Фицджеральд же о Хемингуэе говорил — тогда — одно хорошее. Перкинсу называл его «прекрасным, обаятельным молодым человеком» и советовал «хватать» его, как только тот развяжется с «Бони и Ливерайтом», критику Генри Менкену писал: «Я встретил здесь подавляющее большинство американских литераторов… и нашел, что в основном это ненужное старье, за исключением нескольких, вроде Хемингуэя, которые, пожалуй, думают и работают больше, чем молодые люди в Нью-Йорке».
В личном общении Хемингуэй сразу взял тон подтрунивания, а Фицджеральд его принял — характерны первые письма, которыми они обменялись. Письмо Хемингуэя от 1 июля 1925 года (из Испании): Хемингуэй рассказывает, как он представляет рай Фицджеральда — «вакуум, заполненный богачами, власть имущими и членами лучших семейств, и все они моногамны и допиваются до смерти» — и свой собственный: бой быков, ловля форели, два дома — один для жены и детей, другой «для девяти любовниц». Противопоставление: один — сноб, пьяница, и у него всего одна женщина, другой — спортсмен, всегда трезв, и женщин у него куча. Первый сохранившийся ответ Фицджеральда датирован 30 ноября 1925-го, после инцидента, когда Фицджеральд был пьян — «ему очень стыдно», он отделывается вымученной шуткой: «Тот ужасный человек, который явился в Ваш дом в субботу утром, был не я, а некто Джонстон, которого часто со мной путают». Он извиняется: «я глупо солгал», «я глупо хвастался» и пр. Хемингуэю случалось и хвастать, и лгать — но он никогда ни перед кем не извинялся, ибо это удел слабаков.

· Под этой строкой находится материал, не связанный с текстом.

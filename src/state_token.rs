use base64::Engine;
use base64::engine::general_purpose::URL_SAFE_NO_PAD;
use rand::Rng;
use subtle::ConstantTimeEq;

/// Generates a cryptographically random `OAuth2` state parameter.
///
/// Returns a 22-character URL-safe string (16 random bytes → base64url).
#[must_use]
pub fn generate_state() -> String {
    let random_bytes: [u8; 16] = rand::rng().random();
    URL_SAFE_NO_PAD.encode(random_bytes)
}

/// Compares the state echoed by the provider with the one stored in the cookie.
///
/// Length is not secret and may short-circuit; equal-length inputs are compared
/// in constant time.
#[must_use]
pub fn states_match(received: &str, stored: &str) -> bool {
    let (received, stored) = (received.as_bytes(), stored.as_bytes());
    if received.len() != stored.len() {
        return false;
    }
    received.ct_eq(stored).into()
}

#[cfg(test)]
mod tests {
    use super::*;

    #[test]
    fn test_state_length() {
        let state = generate_state();
        assert_eq!(state.len(), 22);
    }

    #[test]
    fn test_state_url_safe() {
        let state = generate_state();
        assert!(
            state
                .chars()
                .all(|c| c.is_ascii_alphanumeric() || c == '-' || c == '_'),
            "state should be URL-safe: {state}"
        );
    }

    #[test]
    fn test_state_uniqueness() {
        let s1 = generate_state();
        let s2 = generate_state();
        assert_ne!(s1, s2, "states should be unique");
    }

    #[test]
    fn test_states_match_identical() {
        let state = generate_state();
        assert!(states_match(&state, &state.clone()));
    }

    #[test]
    fn test_states_match_rejects_length_mismatch() {
        assert!(!states_match("abc", "abcd"));
        assert!(!states_match("", "a"));
    }

    #[test]
    fn test_states_match_rejects_every_single_byte_mutation() {
        let state = generate_state();
        for i in 0..state.len() {
            let mut bytes = state.clone().into_bytes();
            bytes[i] = if bytes[i] == b'A' { b'B' } else { b'A' };
            let mutated = String::from_utf8(bytes).unwrap();
            assert!(!states_match(&mutated, &state), "mutation at {i} accepted");
        }
    }
}
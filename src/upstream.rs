use std::time::Duration;

use reqwest::StatusCode;
use reqwest::header::COOKIE;
use serde::{Deserialize, Serialize};
use serde_json::Value as JsonValue;
use url::Url;

use crate::error::Error;
use crate::types::SessionToken;

/// Header carrying the shared secret that marks calls as coming from this edge.
pub const INTERNAL_AUTH_HEADER: &str = "X-Internal-Auth";

/// Client for the upstream Owls Insight API.
///
/// Every call carries the internal shared secret and is bounded by one timeout.
#[derive(Clone)]
pub struct ApiClient {
    base_url: Url,
    internal_secret: String,
    timeout: Duration,
    http: reqwest::Client,
}

#[derive(Serialize)]
#[serde(rename_all = "camelCase")]
struct ExchangeRequest<'a> {
    code: &'a str,
    redirect_uri: &'a str,
}

/// Body returned by the upstream code exchange.
#[derive(Debug, Clone, Default, Deserialize)]
#[non_exhaustive]
pub struct ExchangeResponse {
    #[serde(default)]
    pub token: Option<SessionToken>,
    #[serde(default)]
    pub error: Option<String>,
}

/// Status and JSON body relayed from an upstream call.
#[derive(Debug, Clone)]
pub struct Relayed {
    pub status: StatusCode,
    pub body: JsonValue,
}

impl ApiClient {
    /// Create a client for the API rooted at `base_url` (e.g. `http://api/api/v1`).
    #[must_use]
    pub fn new(base_url: Url) -> Self {
        Self {
            base_url,
            internal_secret: String::new(),
            timeout: Duration::from_secs(15),
            http: reqwest::Client::new(),
        }
    }

    #[must_use]
    pub fn with_internal_secret(mut self, secret: impl Into<String>) -> Self {
        self.internal_secret = secret.into();
        self
    }

    /// Bound on every upstream call, body included (default 15 seconds).
    #[must_use]
    pub fn with_timeout(mut self, timeout: Duration) -> Self {
        self.timeout = timeout;
        self
    }

    /// Use a custom HTTP client (for connection pool reuse or testing).
    #[must_use]
    pub fn with_http_client(mut self, client: reqwest::Client) -> Self {
        self.http = client;
        self
    }

    #[must_use]
    pub fn base_url(&self) -> &Url {
        &self.base_url
    }

    #[must_use]
    pub fn timeout(&self) -> Duration {
        self.timeout
    }

    fn endpoint(&self, path: &str) -> String {
        format!("{}/{path}", self.base_url.as_str().trim_end_matches('/'))
    }

    /// Hand an authorization code to the upstream, which performs the
    /// provider token exchange and mints a session.
    ///
    /// # Errors
    ///
    /// - [`Error::Timeout`] if the upstream does not answer in time.
    /// - [`Error::Http`] on network failure.
    /// - [`Error::Malformed`] if the body is not the expected JSON shape.
    /// - [`Error::Rejected`] with the upstream's error code on a non-success status.
    pub async fn exchange_code(
        &self,
        provider: &str,
        code: &str,
        redirect_uri: &Url,
    ) -> Result<ExchangeResponse, Error> {
        let request = self
            .http
            .post(self.endpoint(&format!("auth/{provider}/callback")))
            .header(INTERNAL_AUTH_HEADER, &self.internal_secret)
            .json(&ExchangeRequest {
                code,
                redirect_uri: redirect_uri.as_str(),
            });

        let (status, bytes) = self.bounded(request).await?;
        let body: ExchangeResponse =
            serde_json::from_slice(&bytes).map_err(|e| Error::Malformed(e.to_string()))?;

        if !status.is_success() {
            return Err(Error::Rejected(body.error.unwrap_or_default()));
        }
        Ok(body)
    }

    /// Forward a password login body and relay the upstream answer.
    ///
    /// # Errors
    ///
    /// Transport, timeout and non-JSON failures; upstream statuses are relayed, not errors.
    pub async fn login(&self, body: &JsonValue) -> Result<Relayed, Error> {
        let request = self
            .http
            .post(self.endpoint("auth/login"))
            .header(INTERNAL_AUTH_HEADER, &self.internal_secret)
            .json(body);
        self.relay(request).await
    }

    /// Look up the current user with the browser's cookies.
    ///
    /// # Errors
    ///
    /// Transport, timeout and non-JSON failures; upstream statuses are relayed, not errors.
    pub async fn me(&self, cookies: Option<&str>) -> Result<Relayed, Error> {
        let request = self
            .http
            .get(self.endpoint("auth/me"))
            .header(INTERNAL_AUTH_HEADER, &self.internal_secret)
            .header(COOKIE, cookies.unwrap_or_default());
        self.relay(request).await
    }

    /// Tell the upstream the session is over.
    ///
    /// # Errors
    ///
    /// Transport and timeout failures. The response body is ignored.
    pub async fn logout(&self, cookies: Option<&str>) -> Result<StatusCode, Error> {
        let request = self
            .http
            .post(self.endpoint("auth/logout"))
            .header(INTERNAL_AUTH_HEADER, &self.internal_secret)
            .header(COOKIE, cookies.unwrap_or_default())
            .json(&serde_json::json!({}));
        let (status, _) = self.bounded(request).await?;
        Ok(status)
    }

    async fn relay(&self, request: reqwest::RequestBuilder) -> Result<Relayed, Error> {
        let (status, bytes) = self.bounded(request).await?;
        let body = serde_json::from_slice(&bytes).map_err(|e| Error::Malformed(e.to_string()))?;
        Ok(Relayed { status, body })
    }

    /// Send and read the whole body under the configured timeout.
    async fn bounded(
        &self,
        request: reqwest::RequestBuilder,
    ) -> Result<(StatusCode, bytes::Bytes), Error> {
        let call = async {
            let response = request.send().await?;
            let status = response.status();
            let bytes = response.bytes().await?;
            Ok::<_, reqwest::Error>((status, bytes))
        };

        tokio::time::timeout(self.timeout, call)
            .await
            .map_err(|_| Error::Timeout(self.timeout))?
            .map_err(Into::into)
    }
}

#[cfg(test)]
mod tests {
    use super::*;

    #[test]
    fn test_endpoint_keeps_base_path() {
        let client = ApiClient::new("http://api.internal/api/v1".parse().unwrap());
        assert_eq!(
            client.endpoint("auth/discord/callback"),
            "http://api.internal/api/v1/auth/discord/callback"
        );

        let client = ApiClient::new("http://api.internal/api/v1/".parse().unwrap());
        assert_eq!(client.endpoint("auth/me"), "http://api.internal/api/v1/auth/me");
    }

    #[test]
    fn test_exchange_response_shapes() {
        let ok: ExchangeResponse = serde_json::from_str(r#"{"token":"jwt1"}"#).unwrap();
        assert_eq!(ok.token.unwrap().as_str(), "jwt1");

        let err: ExchangeResponse = serde_json::from_str(r#"{"error":"invalid_grant"}"#).unwrap();
        assert!(err.token.is_none());
        assert_eq!(err.error.as_deref(), Some("invalid_grant"));

        assert!(serde_json::from_str::<ExchangeResponse>("[1,2]").is_err());
        assert!(serde_json::from_str::<ExchangeResponse>(r#"{"token":42}"#).is_err());
    }

    #[test]
    fn test_defaults() {
        let client = ApiClient::new("http://api.internal".parse().unwrap());
        assert_eq!(client.timeout(), Duration::from_secs(15));
        assert_eq!(client.base_url().as_str(), "http://api.internal/");
    }
}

Дружбе также мешала Зельда, «ястреб, что не делится добычей». «Зельда ревновала Скотта к его работе, и по мере того, как мы узнавали их ближе, все вставало на свое место. Скотт твердо решал не ходить на ночные попойки, ежедневно заниматься гимнастикой и регулярно работать. Он начинал работать и едва втягивался, как Зельда принималась жаловаться, что ей скучно, и тащила его на очередную пьянку». Ненависть была взаимна. Зельда считала Хемингуэя «фальшивым», говорила, что это он, а не она, на самом деле спаивает Фицджеральда, называла садистом и некрофилом. В 1930 году, после нервного срыва, обвинила в любовной связи со своим мужем (ни один приличный биограф, даже из тех, кто считает Хемингуэя бисексуальным, всерьез этого не принимает). Трудно дружить с человеком, чья жена считает тебя исчадием ада. И все же как-то дружили.